• WHAT IS REQUIRED: Leave every entry as it is and write the data out in full.

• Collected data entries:
>>>>>

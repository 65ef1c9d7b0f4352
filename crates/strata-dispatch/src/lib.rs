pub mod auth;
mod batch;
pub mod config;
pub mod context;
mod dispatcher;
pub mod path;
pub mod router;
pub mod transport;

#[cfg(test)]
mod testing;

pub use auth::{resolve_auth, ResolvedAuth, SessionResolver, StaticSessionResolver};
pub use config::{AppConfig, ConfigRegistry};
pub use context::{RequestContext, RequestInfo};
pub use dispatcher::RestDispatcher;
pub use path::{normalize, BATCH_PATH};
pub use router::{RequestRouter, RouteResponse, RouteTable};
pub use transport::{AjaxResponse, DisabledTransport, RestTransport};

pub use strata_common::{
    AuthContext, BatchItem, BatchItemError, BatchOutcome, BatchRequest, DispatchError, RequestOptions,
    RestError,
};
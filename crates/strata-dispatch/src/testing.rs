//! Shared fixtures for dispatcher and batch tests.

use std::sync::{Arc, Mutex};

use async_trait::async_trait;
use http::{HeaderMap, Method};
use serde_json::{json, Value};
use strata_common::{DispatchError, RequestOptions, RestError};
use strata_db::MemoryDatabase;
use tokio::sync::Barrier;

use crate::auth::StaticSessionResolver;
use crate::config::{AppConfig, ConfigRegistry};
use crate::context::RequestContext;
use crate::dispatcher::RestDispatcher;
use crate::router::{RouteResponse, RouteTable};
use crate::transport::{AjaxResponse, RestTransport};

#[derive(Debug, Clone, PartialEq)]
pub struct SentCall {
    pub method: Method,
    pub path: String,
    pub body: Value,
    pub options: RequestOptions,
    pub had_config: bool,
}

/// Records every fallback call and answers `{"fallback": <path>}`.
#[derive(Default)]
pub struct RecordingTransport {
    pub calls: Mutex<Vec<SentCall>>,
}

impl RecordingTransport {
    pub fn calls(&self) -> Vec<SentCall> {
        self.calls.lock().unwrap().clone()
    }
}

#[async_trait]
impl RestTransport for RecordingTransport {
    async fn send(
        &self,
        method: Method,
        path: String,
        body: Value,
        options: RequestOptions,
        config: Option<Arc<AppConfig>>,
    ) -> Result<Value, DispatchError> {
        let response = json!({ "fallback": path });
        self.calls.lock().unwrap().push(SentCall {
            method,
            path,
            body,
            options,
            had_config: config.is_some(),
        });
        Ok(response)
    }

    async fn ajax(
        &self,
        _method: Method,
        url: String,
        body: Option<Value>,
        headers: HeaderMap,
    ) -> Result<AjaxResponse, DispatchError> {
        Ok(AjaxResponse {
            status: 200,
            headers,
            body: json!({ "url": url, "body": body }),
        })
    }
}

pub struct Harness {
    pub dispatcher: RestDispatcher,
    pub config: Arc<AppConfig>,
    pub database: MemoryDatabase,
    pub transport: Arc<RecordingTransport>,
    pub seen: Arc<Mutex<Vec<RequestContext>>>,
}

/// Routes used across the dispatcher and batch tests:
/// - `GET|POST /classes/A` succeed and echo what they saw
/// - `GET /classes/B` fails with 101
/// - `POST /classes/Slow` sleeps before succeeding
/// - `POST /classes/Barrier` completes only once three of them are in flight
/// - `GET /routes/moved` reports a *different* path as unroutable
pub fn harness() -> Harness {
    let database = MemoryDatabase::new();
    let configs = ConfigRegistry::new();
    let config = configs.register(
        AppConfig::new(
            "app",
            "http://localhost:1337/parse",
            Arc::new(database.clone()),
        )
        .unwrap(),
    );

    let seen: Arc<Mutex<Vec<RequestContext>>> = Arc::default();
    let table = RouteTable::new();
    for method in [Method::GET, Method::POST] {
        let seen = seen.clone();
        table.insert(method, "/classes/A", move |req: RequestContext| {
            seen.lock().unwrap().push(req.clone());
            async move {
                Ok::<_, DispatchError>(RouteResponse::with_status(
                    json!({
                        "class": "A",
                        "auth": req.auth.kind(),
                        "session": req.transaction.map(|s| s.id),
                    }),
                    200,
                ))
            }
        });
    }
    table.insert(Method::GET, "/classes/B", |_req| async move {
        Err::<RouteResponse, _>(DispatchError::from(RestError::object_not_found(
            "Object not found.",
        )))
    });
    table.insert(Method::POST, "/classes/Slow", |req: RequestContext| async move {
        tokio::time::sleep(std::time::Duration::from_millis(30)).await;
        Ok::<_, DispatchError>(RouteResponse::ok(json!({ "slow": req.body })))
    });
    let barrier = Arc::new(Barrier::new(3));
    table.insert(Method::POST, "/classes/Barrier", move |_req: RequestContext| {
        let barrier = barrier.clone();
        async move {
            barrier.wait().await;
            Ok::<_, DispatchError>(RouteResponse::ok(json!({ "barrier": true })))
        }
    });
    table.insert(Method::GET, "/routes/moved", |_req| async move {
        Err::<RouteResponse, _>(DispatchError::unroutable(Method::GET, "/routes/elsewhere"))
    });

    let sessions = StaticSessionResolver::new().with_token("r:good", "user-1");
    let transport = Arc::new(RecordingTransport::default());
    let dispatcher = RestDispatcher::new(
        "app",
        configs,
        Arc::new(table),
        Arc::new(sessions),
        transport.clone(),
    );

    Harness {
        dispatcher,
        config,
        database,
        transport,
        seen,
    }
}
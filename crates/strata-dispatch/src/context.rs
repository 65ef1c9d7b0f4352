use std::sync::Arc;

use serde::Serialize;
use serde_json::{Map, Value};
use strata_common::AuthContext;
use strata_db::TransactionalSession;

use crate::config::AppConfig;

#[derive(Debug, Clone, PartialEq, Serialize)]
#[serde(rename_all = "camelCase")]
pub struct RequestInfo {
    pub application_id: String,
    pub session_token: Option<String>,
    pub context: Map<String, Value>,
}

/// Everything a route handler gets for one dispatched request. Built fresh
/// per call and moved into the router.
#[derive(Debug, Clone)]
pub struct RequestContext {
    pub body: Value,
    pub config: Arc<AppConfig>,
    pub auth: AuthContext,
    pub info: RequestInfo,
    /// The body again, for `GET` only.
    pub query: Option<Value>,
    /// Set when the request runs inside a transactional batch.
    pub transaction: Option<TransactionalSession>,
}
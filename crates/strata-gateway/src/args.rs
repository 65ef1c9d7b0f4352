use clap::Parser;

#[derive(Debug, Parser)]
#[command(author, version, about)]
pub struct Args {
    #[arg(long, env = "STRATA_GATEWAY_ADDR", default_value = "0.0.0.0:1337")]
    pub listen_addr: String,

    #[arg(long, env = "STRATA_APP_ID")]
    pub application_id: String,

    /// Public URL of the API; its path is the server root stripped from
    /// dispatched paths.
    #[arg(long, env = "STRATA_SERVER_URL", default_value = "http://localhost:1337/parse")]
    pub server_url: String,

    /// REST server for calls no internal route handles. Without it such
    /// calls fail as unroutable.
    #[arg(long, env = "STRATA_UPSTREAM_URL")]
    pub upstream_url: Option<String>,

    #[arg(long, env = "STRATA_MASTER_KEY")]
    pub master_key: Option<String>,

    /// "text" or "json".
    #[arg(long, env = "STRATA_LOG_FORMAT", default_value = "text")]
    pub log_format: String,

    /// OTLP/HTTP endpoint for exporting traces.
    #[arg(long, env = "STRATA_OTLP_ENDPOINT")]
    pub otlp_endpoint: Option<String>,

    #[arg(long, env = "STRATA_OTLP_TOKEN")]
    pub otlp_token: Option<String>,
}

<<<<<

• ANSWER TO THIS TASK:
repository 65ef1c9d7b0f4352
filename crates/strata-dispatch/src/lib.rs
pub mod auth;
mod batch;
pub mod config;
pub mod context;
mod dispatcher;
pub mod path;
pub mod router;
pub mod transport;

#[cfg(test)]
mod testing;

pub use auth::{resolve_auth, ResolvedAuth, SessionResolver, StaticSessionResolver};
pub use config::{AppConfig, ConfigRegistry};
pub use context::{RequestContext, RequestInfo};
pub use dispatcher::RestDispatcher;
pub use path::{normalize, BATCH_PATH};
pub use router::{RequestRouter, RouteResponse, RouteTable};
pub use transport::{AjaxResponse, DisabledTransport, RestTransport};

pub use strata_common::{
    AuthContext, BatchItem, BatchItemError, BatchOutcome, BatchRequest, DispatchError, RequestOptions,
    RestError,
};
filename crates/strata-dispatch/src/testing.rs
//! Shared fixtures for dispatcher and batch tests.

use std::sync::{Arc, Mutex};

use async_trait::async_trait;
use http::{HeaderMap, Method};
use serde_json::{json, Value};
use strata_common::{DispatchError, RequestOptions, RestError};
use strata_db::MemoryDatabase;
use tokio::sync::Barrier;

use crate::auth::StaticSessionResolver;
use crate::config::{AppConfig, ConfigRegistry};
use crate::context::RequestContext;
use crate::dispatcher::RestDispatcher;
use crate::router::{RouteResponse, RouteTable};
use crate::transport::{AjaxResponse, RestTransport};

#[derive(Debug, Clone, PartialEq)]
pub struct SentCall {
    pub method: Method,
    pub path: String,
    pub body: Value,
    pub options: RequestOptions,
    pub had_config: bool,
}

/// Records every fallback call and answers `{"fallback": <path>}`.
#[derive(Default)]
pub struct RecordingTransport {
    pub calls: Mutex<Vec<SentCall>>,
}

impl RecordingTransport {
    pub fn calls(&self) -> Vec<SentCall> {
        self.calls.lock().unwrap().clone()
    }
}

#[async_trait]
impl RestTransport for RecordingTransport {
    async fn send(
        &self,
        method: Method,
        path: String,
        body: Value,
        options: RequestOptions,
        config: Option<Arc<AppConfig>>,
    ) -> Result<Value, DispatchError> {
        let response = json!({ "fallback": path });
        self.calls.lock().unwrap().push(SentCall {
            method,
            path,
            body,
            options,
            had_config: config.is_some(),
        });
        Ok(response)
    }

    async fn ajax(
        &self,
        _method: Method,
        url: String,
        body: Option<Value>,
        headers: HeaderMap,
    ) -> Result<AjaxResponse, DispatchError> {
        Ok(AjaxResponse {
            status: 200,
            headers,
            body: json!({ "url": url, "body": body }),
        })
    }
}

pub struct Harness {
    pub dispatcher: RestDispatcher,
    pub config: Arc<AppConfig>,
    pub database: MemoryDatabase,
    pub transport: Arc<RecordingTransport>,
    pub seen: Arc<Mutex<Vec<RequestContext>>>,
}

/// Routes used across the dispatcher and batch tests:
/// - `GET|POST /classes/A` succeed and echo what they saw
/// - `GET /classes/B` fails with 101
/// - `POST /classes/Slow` sleeps before succeeding
/// - `POST /classes/Barrier` completes only once three of them are in flight
/// - `GET /routes/moved` reports a *different* path as unroutable
pub fn harness() -> Harness {
    let database = MemoryDatabase::new();
    let configs = ConfigRegistry::new();
    let config = configs.register(
        AppConfig::new(
            "app",
            "http://localhost:1337/parse",
            Arc::new(database.clone()),
        )
        .unwrap(),
    );

    let seen: Arc<Mutex<Vec<RequestContext>>> = Arc::default();
    let table = RouteTable::new();
    for method in [Method::GET, Method::POST] {
        let seen = seen.clone();
        table.insert(method, "/classes/A", move |req: RequestContext| {
            seen.lock().unwrap().push(req.clone());
            async move {
                Ok::<_, DispatchError>(RouteResponse::with_status(
                    json!({
                        "class": "A",
                        "auth": req.auth.kind(),
                        "session": req.transaction.map(|s| s.id),
                    }),
                    200,
                ))
            }
        });
    }
    table.insert(Method::GET, "/classes/B", |_req| async move {
        Err::<RouteResponse, _>(DispatchError::from(RestError::object_not_found(
            "Object not found.",
        )))
    });
    table.insert(Method::POST, "/classes/Slow", |req: RequestContext| async move {
        tokio::time::sleep(std::time::Duration::from_millis(30)).await;
        Ok::<_, DispatchError>(RouteResponse::ok(json!({ "slow": req.body })))
    });
    let barrier = Arc::new(Barrier::new(3));
    table.insert(Method::POST, "/classes/Barrier", move |_req: RequestContext| {
        let barrier = barrier.clone();
        async move {
            barrier.wait().await;
            Ok::<_, DispatchError>(RouteResponse::ok(json!({ "barrier": true })))
        }
    });
    table.insert(Method::GET, "/routes/moved", |_req| async move {
        Err::<RouteResponse, _>(DispatchError::unroutable(Method::GET, "/routes/elsewhere"))
    });

    let sessions = StaticSessionResolver::new().with_token("r:good", "user-1");
    let transport = Arc::new(RecordingTransport::default());
    let dispatcher = RestDispatcher::new(
        "app",
        configs,
        Arc::new(table),
        Arc::new(sessions),
        transport.clone(),
    );

    Harness {
        dispatcher,
        config,
        database,
        transport,
        seen,
    }
}
filename crates/strata-dispatch/src/context.rs
repository 65ef1c9d7b0f4352
use std::sync::Arc;

use serde::Serialize;
use serde_json::{Map, Value};
use strata_common::AuthContext;
use strata_db::TransactionalSession;

use crate::config::AppConfig;

#[derive(Debug, Clone, PartialEq, Serialize)]
#[serde(rename_all = "camelCase")]
pub struct RequestInfo {
    pub application_id: String,
    pub session_token: Option<String>,
    pub context: Map<String, Value>,
}

/// Everything a route handler gets for one dispatched request. Built fresh
/// per call and moved into the router.
#[derive(Debug, Clone)]
pub struct RequestContext {
    pub body: Value,
    pub config: Arc<AppConfig>,
    pub auth: AuthContext,
    pub info: RequestInfo,
    /// The body again, for `GET` only.
    pub query: Option<Value>,
    /// Set when the request runs inside a transactional batch.
    pub transaction: Option<TransactionalSession>,
}
filename crates/strata-gateway/src/args.rs
repository 65ef1c9d7b0f4352
use clap::Parser;

#[derive(Debug, Parser)]
#[command(author, version, about)]
pub struct Args {
    #[arg(long, env = "STRATA_GATEWAY_ADDR", default_value = "0.0.0.0:1337")]
    pub listen_addr: String,

    #[arg(long, env = "STRATA_APP_ID")]
    pub application_id: String,

    /// Public URL of the API; its path is the server root stripped from
    /// dispatched paths.
    #[arg(long, env = "STRATA_SERVER_URL", default_value = "http://localhost:1337/parse")]
    pub server_url: String,

    /// REST server for calls no internal route handles. Without it such
    /// calls fail as unroutable.
    #[arg(long, env = "STRATA_UPSTREAM_URL")]
    pub upstream_url: Option<String>,

    #[arg(long, env = "STRATA_MASTER_KEY")]
    pub master_key: Option<String>,

    /// "text" or "json".
    #[arg(long, env = "STRATA_LOG_FORMAT", default_value = "text")]
    pub log_format: String,

    /// OTLP/HTTP endpoint for exporting traces.
    #[arg(long, env = "STRATA_OTLP_ENDPOINT")]
    pub otlp_endpoint: Option<String>,

    #[arg(long, env = "STRATA_OTLP_TOKEN")]
    pub otlp_token: Option<String>,
}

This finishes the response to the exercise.